▸ Exercise instructions
Read through the entries below and copy each line where "ComponentTest" turns up.

▸ Material to process
====================

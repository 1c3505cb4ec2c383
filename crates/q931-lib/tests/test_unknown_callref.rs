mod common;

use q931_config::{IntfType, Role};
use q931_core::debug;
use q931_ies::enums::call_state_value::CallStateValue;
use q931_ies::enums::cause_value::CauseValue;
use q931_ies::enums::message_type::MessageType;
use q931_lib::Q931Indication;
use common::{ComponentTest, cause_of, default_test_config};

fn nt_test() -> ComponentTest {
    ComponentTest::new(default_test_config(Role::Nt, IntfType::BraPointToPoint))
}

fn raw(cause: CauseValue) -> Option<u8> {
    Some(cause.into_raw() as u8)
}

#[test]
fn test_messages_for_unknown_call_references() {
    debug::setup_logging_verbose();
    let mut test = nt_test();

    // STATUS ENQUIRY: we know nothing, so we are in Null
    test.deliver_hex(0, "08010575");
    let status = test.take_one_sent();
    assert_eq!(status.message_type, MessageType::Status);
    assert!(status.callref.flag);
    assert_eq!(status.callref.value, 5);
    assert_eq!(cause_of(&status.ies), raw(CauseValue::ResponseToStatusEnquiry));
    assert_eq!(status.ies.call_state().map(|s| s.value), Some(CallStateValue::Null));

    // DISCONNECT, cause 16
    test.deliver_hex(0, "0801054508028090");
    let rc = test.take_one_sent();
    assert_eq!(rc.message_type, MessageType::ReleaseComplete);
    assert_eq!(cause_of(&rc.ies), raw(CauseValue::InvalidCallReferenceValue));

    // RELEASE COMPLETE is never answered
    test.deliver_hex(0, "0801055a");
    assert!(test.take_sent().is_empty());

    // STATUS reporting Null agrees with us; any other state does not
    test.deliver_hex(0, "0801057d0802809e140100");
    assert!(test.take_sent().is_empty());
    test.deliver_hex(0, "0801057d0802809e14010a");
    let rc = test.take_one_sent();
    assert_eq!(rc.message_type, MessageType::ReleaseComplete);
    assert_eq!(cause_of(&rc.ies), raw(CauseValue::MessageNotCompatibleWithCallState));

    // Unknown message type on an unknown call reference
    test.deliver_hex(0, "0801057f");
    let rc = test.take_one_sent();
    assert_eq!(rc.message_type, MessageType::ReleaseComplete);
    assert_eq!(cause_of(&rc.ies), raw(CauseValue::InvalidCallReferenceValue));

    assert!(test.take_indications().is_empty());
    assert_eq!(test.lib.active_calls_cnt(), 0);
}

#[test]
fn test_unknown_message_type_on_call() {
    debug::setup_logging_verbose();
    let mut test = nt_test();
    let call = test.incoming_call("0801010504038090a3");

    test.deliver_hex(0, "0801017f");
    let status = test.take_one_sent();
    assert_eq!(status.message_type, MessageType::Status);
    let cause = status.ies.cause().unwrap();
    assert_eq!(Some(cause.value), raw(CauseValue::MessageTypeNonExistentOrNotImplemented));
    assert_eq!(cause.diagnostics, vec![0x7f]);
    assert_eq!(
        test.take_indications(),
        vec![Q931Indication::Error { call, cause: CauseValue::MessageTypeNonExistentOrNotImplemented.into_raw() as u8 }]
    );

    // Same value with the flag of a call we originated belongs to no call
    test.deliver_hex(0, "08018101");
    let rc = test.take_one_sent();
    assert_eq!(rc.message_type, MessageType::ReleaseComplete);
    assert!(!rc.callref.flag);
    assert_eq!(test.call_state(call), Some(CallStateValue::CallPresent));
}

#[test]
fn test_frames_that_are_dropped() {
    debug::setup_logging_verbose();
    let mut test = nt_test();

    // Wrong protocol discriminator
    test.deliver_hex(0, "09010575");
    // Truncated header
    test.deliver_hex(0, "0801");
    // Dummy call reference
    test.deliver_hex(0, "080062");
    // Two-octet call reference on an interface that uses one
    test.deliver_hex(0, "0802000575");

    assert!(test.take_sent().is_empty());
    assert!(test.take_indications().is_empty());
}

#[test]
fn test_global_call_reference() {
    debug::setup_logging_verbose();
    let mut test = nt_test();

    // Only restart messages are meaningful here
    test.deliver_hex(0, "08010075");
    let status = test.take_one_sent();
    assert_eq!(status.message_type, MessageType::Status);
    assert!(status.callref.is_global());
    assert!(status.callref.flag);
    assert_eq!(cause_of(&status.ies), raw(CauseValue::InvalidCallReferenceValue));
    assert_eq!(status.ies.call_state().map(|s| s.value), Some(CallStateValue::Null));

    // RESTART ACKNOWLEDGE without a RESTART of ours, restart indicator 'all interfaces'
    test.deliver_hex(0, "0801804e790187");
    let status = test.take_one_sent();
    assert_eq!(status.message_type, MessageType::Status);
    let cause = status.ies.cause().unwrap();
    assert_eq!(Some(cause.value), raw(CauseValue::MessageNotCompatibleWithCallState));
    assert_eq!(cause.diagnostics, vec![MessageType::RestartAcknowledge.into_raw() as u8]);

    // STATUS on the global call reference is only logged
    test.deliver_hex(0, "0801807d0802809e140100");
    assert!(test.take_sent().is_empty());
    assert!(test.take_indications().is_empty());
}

====================

▸ Task response
use common::{ComponentTest, cause_of, default_test_config};
fn nt_test() -> ComponentTest {
    ComponentTest::new(default_test_config(Role::Nt, IntfType::BraPointToPoint))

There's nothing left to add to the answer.